La verità è come una cipolla

Sette di picche, fante di cuori ... ci sono due modi di vivere la vita: la si può sognare o la si può realizzare...
-Félicité la Barbue dal film Marguerite di Xavier Giannoli, 2015

Nel momento in cui accettiamo di non essere dei semplici monoliti ma ci riconosciamo nelle nostre sfaccettature, poliedricità, contraddittorietà ed incoerenze, iniziamo a viverci come una sorta di teatro ambulante, ed ogni giorno possiamo essere sorpresi dalla venuta di un nuovo personaggio come la piccola Marguerite

 Marguerite è una donna ricca, viziata, ingenua, cieca verso se stessa e chi le sta intorno. Siamo agli inizi del novecento e questa donna, mecenate di giovani artisti, riunisce al suo castello conoscenti per esibirsi in una oscena performance canora. Nessuno oserà dire a Marguerite quanto il suo canto sia stonato e straziante. Tutti, per non perdere i privilegi economici che la donna generosamente elargisce, si complimenteranno con lei. Ma un giornalista ed un rivoluzionario riconoscono in Marguerite un’inconsapevolezza innocente e disarmante che li diverte e li porterà a progettare un vero spettacolo con Marguerite protagonista.

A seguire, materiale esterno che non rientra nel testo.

//! Error handling for the network autopsy engine

use thiserror::Error;

/// Error taxonomy for diagnostic runs
#[derive(Error, Debug)]
pub enum AppError {
    /// Configuration-related errors
    #[error("Configuration error: {0}")]
    Config(String),

    /// Malformed user input (target domains, service specs)
    #[error("Validation error: {0}")]
    Validation(String),

    /// Network-level probe failures
    #[error("Network error: {0}")]
    Network(String),

    /// Timeout errors
    #[error("Timeout error: {0}")]
    Timeout(String),

    /// Malformed external diagnostic text or values
    #[error("Parsing error: {0}")]
    Parse(String),

    /// Saving the report failed
    #[error("Persistence error: {0}")]
    Persistence(String),

    /// The platform diagnostic layer could not be queried
    #[error("Platform unavailable: {0}")]
    PlatformUnavailable(String),

    /// A run was requested while another one is still in flight
    #[error("A diagnostic run is already in progress")]
    RunInProgress,

    /// The run was cancelled by the caller
    #[error("Diagnostic run cancelled")]
    Cancelled,

    /// Generic internal errors
    #[error("Internal error: {0}")]
    Internal(String),
}

impl AppError {
    /// Create a new configuration error
    pub fn config<S: Into<String>>(message: S) -> Self {
        Self::Config(message.into())
    }

    /// Create a new validation error
    pub fn validation<S: Into<String>>(message: S) -> Self {
        Self::Validation(message.into())
    }

    /// Create a new network error
    pub fn network<S: Into<String>>(message: S) -> Self {
        Self::Network(message.into())
    }

    /// Create a new timeout error
    pub fn timeout<S: Into<String>>(message: S) -> Self {
        Self::Timeout(message.into())
    }

    /// Create a new parsing error
    pub fn parse<S: Into<String>>(message: S) -> Self {
        Self::Parse(message.into())
    }

    /// Create a new persistence error
    pub fn persistence<S: Into<String>>(message: S) -> Self {
        Self::Persistence(message.into())
    }

    /// Create a new platform error
    pub fn platform_unavailable<S: Into<String>>(message: S) -> Self {
        Self::PlatformUnavailable(message.into())
    }

    /// Create a new internal error
    pub fn internal<S: Into<String>>(message: S) -> Self {
        Self::Internal(message.into())
    }

    /// Get error category for logging and reporting
    pub fn category(&self) -> &'static str {
        match self {
            Self::Config(_) => "CONFIG",
            Self::Validation(_) => "VALIDATION",
            Self::Network(_) => "NETWORK",
            Self::Timeout(_) => "TIMEOUT",
            Self::Parse(_) => "PARSE",
            Self::Persistence(_) => "IO",
            Self::PlatformUnavailable(_) => "PLATFORM",
            Self::RunInProgress => "BUSY",
            Self::Cancelled => "CANCELLED",
            Self::Internal(_) => "INTERNAL",
        }
    }

    /// Check if error is recoverable (the operation can simply be retried)
    pub fn is_recoverable(&self) -> bool {
        match self {
            Self::Network(_) | Self::Timeout(_) | Self::RunInProgress | Self::Cancelled => true,
            Self::PlatformUnavailable(_) | Self::Persistence(_) => true,
            Self::Config(_) | Self::Validation(_) | Self::Parse(_) | Self::Internal(_) => false,
        }
    }

    /// Get user-friendly error message with suggestions
    pub fn user_friendly_message(&self) -> String {
        match self {
            Self::Config(msg) => {
                format!("Configuration problem: {}\n\nSuggestion: Check your .env file or command line arguments.", msg)
            }
            Self::Validation(msg) => {
                format!("Invalid input: {}\n\nSuggestion: Domains must look like 'example.com'; services like 'wireguard@vpn.example.com:51820'.", msg)
            }
            Self::Network(msg) => {
                format!("Network connectivity issue: {}\n\nSuggestion: Check your internet connection and try again.", msg)
            }
            Self::Timeout(msg) => {
                format!("Request timed out: {}\n\nSuggestion: Increase --timeout or --run-timeout.", msg)
            }
            Self::Parse(msg) => {
                format!("Failed to parse data: {}\n\nSuggestion: The platform report may be truncated or from an unsupported tool version.", msg)
            }
            Self::Persistence(msg) => {
                format!("Could not save the report: {}\n\nSuggestion: Check permissions and free space in the report directory.", msg)
            }
            Self::PlatformUnavailable(msg) => {
                format!("Platform diagnostics unavailable: {}\n\nSuggestion: Pass a readable file with --platform-report.", msg)
            }
            Self::RunInProgress => {
                "A diagnostic run is already in progress.\n\nSuggestion: Wait for it to finish before starting another one.".to_string()
            }
            Self::Cancelled => {
                "The diagnostic run was cancelled before it finished.".to_string()
            }
            Self::Internal(msg) => {
                format!("Internal error: {}\n\nThis is likely a bug. Please report this issue with the error details.", msg)
            }
        }
    }

    /// Get exit code for this error type
    pub fn exit_code(&self) -> i32 {
        match self {
            Self::Config(_) | Self::Validation(_) | Self::Parse(_) => 1,
            Self::Network(_) | Self::PlatformUnavailable(_) => 2,
            Self::Timeout(_) => 3,
            Self::RunInProgress | Self::Cancelled => 4,
            Self::Persistence(_) => 5,
            Self::Internal(_) => 99,
        }
    }

    /// Format error for console display with color coding
    pub fn format_for_console(&self, use_color: bool) -> String {
        let category = self.category();
        let message = self.to_string();

        if use_color {
            use colored::Colorize;
            match self {
                Self::Config(_) | Self::Validation(_) | Self::Parse(_) => {
                    format!("[{}] {}", category.red().bold(), message.red())
                }
                Self::Network(_) | Self::PlatformUnavailable(_) => {
                    format!("[{}] {}", category.yellow().bold(), message.yellow())
                }
                Self::Timeout(_) | Self::RunInProgress | Self::Cancelled => {
                    format!("[{}] {}", category.blue().bold(), message.blue())
                }
                Self::Persistence(_) => {
                    format!("[{}] {}", category.cyan().bold(), message.cyan())
                }
                Self::Internal(_) => {
                    format!("[{}] {}", category.bright_red().bold(), message.bright_red())
                }
            }
        } else {
            format!("[{}] {}", category, message)
        }
    }
}

impl From<std::io::Error> for AppError {
    fn from(error: std::io::Error) -> Self {
        Self::persistence(error.to_string())
    }
}

impl From<url::ParseError> for AppError {
    fn from(error: url::ParseError) -> Self {
        Self::parse(format!("URL parse error: {}", error))
    }
}

impl From<serde_json::Error> for AppError {
    fn from(error: serde_json::Error) -> Self {
        Self::parse(format!("JSON parse error: {}", error))
    }
}

impl From<reqwest::Error> for AppError {
    fn from(error: reqwest::Error) -> Self {
        if error.is_timeout() {
            Self::timeout(error.to_string())
        } else if error.is_connect() || error.is_request() {
            Self::network(error.to_string())
        } else {
            Self::internal(format!("HTTP client error: {}", error))
        }
    }
}

impl From<dotenv::Error> for AppError {
    fn from(error: dotenv::Error) -> Self {
        Self::config(format!("Environment file error: {}", error))
    }
}

impl From<std::num::ParseIntError> for AppError {
    fn from(error: std::num::ParseIntError) -> Self {
        Self::parse(format!("Integer parse error: {}", error))
    }
}

impl From<std::num::ParseFloatError> for AppError {
    fn from(error: std::num::ParseFloatError) -> Self {
        Self::parse(format!("Float parse error: {}", error))
    }
}

impl From<std::str::ParseBoolError> for AppError {
    fn from(error: std::str::ParseBoolError) -> Self {
        Self::parse(format!("Boolean parse error: {}", error))
    }
}

/// Custom Result type for the application
pub type Result<T> = std::result::Result<T, AppError>;

/// Error reporter for user feedback from the binary
pub struct ErrorReporter {
    pub use_color: bool,
    pub verbose: bool,
}

impl ErrorReporter {
    /// Create a new error reporter
    pub fn new(use_color: bool, verbose: bool) -> Self {
        Self { use_color, verbose }
    }

    /// Report an error to the user
    pub fn report_error(&self, error: &AppError) {
        eprintln!("{}", error.format_for_console(self.use_color));

        if self.verbose {
            eprintln!();
            eprintln!("{}", error.user_friendly_message());

            if error.is_recoverable() {
                eprintln!();
                if self.use_color {
                    use colored::Colorize;
                    eprintln!("{}", "This error might be temporary. You can try running the command again.".green());
                } else {
                    eprintln!("This error might be temporary. You can try running the command again.");
                }
            }
        }
    }
}

impl Default for ErrorReporter {
    fn default() -> Self {
        Self::new(true, false)
    }
}

#[cfg(test)]
mod tests {
    use super::*;

    #[test]
    fn test_error_creation() {
        let config_error = AppError::config("Invalid configuration");
        assert_eq!(config_error.category(), "CONFIG");
        assert!(!config_error.is_recoverable());
        assert_eq!(config_error.exit_code(), 1);

        let network_error = AppError::network("Connection failed");
        assert_eq!(network_error.category(), "NETWORK");
        assert!(network_error.is_recoverable());
        assert_eq!(network_error.exit_code(), 2);
    }

    #[test]
    fn test_error_categories() {
        let errors = [
            AppError::config("config"),
            AppError::validation("validation"),
            AppError::network("network"),
            AppError::timeout("timeout"),
            AppError::parse("parse"),
            AppError::persistence("io"),
            AppError::platform_unavailable("platform"),
            AppError::RunInProgress,
            AppError::Cancelled,
            AppError::internal("internal"),
        ];

        let expected_categories = [
            "CONFIG", "VALIDATION", "NETWORK", "TIMEOUT", "PARSE",
            "IO", "PLATFORM", "BUSY", "CANCELLED", "INTERNAL",
        ];

        for (error, expected) in errors.iter().zip(expected_categories.iter()) {
            assert_eq!(error.category(), *expected);
        }
    }

    #[test]
    fn test_exit_codes() {
        assert_eq!(AppError::validation("test").exit_code(), 1);
        assert_eq!(AppError::platform_unavailable("test").exit_code(), 2);
        assert_eq!(AppError::timeout("test").exit_code(), 3);
        assert_eq!(AppError::RunInProgress.exit_code(), 4);
        assert_eq!(AppError::persistence("test").exit_code(), 5);
        assert_eq!(AppError::internal("test").exit_code(), 99);
    }

    #[test]
    fn test_user_friendly_messages() {
        let error = AppError::validation("'localhost' is not a domain");
        let message = error.user_friendly_message();
        assert!(message.contains("Invalid input"));
        assert!(message.contains("Suggestion:"));
        assert!(message.contains("localhost"));
    }

    #[test]
    fn test_io_error_maps_to_persistence() {
        let io_error = std::io::Error::new(std::io::ErrorKind::PermissionDenied, "read-only");
        let app_error: AppError = io_error.into();
        assert!(matches!(app_error, AppError::Persistence(_)));
        assert_eq!(app_error.category(), "IO");
    }

    #[test]
    fn test_numeric_parse_conversions() {
        let parse_error = "not_a_number".parse::<i32>().unwrap_err();
        let app_error: AppError = parse_error.into();
        assert_eq!(app_error.category(), "PARSE");

        let float_error = "12,5".parse::<f64>().unwrap_err();
        let app_error: AppError = float_error.into();
        assert!(app_error.to_string().contains("Float parse error"));
    }

    #[test]
    fn test_console_formatting() {
        let error = AppError::validation("Test error");
        let formatted_no_color = error.format_for_console(false);
        let formatted_color = error.format_for_console(true);

        assert_eq!(formatted_no_color, "[VALIDATION] Validation error: Test error");
        assert!(formatted_color.contains("VALIDATION"));
        assert!(formatted_color.contains("Test error"));
    }

    #[test]
    fn test_dotenv_error_conversion() {
        let dotenv_error = dotenv::Error::LineParse(".env".to_string(), 1);
        let app_error: AppError = dotenv_error.into();
        assert_eq!(app_error.category(), "CONFIG");
        assert!(app_error.to_string().contains("Environment file error"));
    }

    #[test]
    fn test_error_reporter_default() {
        let reporter = ErrorReporter::default();
        assert!(reporter.use_color);
        assert!(!reporter.verbose);
        reporter.report_error(&AppError::RunInProgress);
    }
}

La stonatura di Marguerite è espressione della sua incapacità di ascoltare se stessa e chi le sta intorno. Il suo canto, definito sarcasticamente opera di un demone interiore, dà voce al totale disequilibrio che governa la sua vita: illusa dell’amore del marito, che la tradisce, credula del suo talento inesistente, vive in un mondo parallelo non intaccato dalla realtà dei fatti. E piano piano tutti entrano nel mondo fittizio di Marguerite, forse perché, guardandola nei suoi grandi occhi, riconoscono in lei quel piccolo bambino che ancora crede nei sogni.

È il caso che dà il primo piccolo colpo al guscio di fantasia delirante in cui Marguerite vive. E lei, pronta, reagirà intensificando con disperazione la sua mistificazione. La verità può essere solo lentamente svelata. Sarà un medico che, con l’intento di riportarla al reale, inferirà il secondo colpo violento di verità. Ma il cuore troppo fragile e bambino di Marguerite non reggerà l’impatto e si spezzerà. La verità è come una cipolla, si sfoglia ad uno strato alla volta, e tante lacrime sono versate prima di arrivare al nocciolo della faccenda.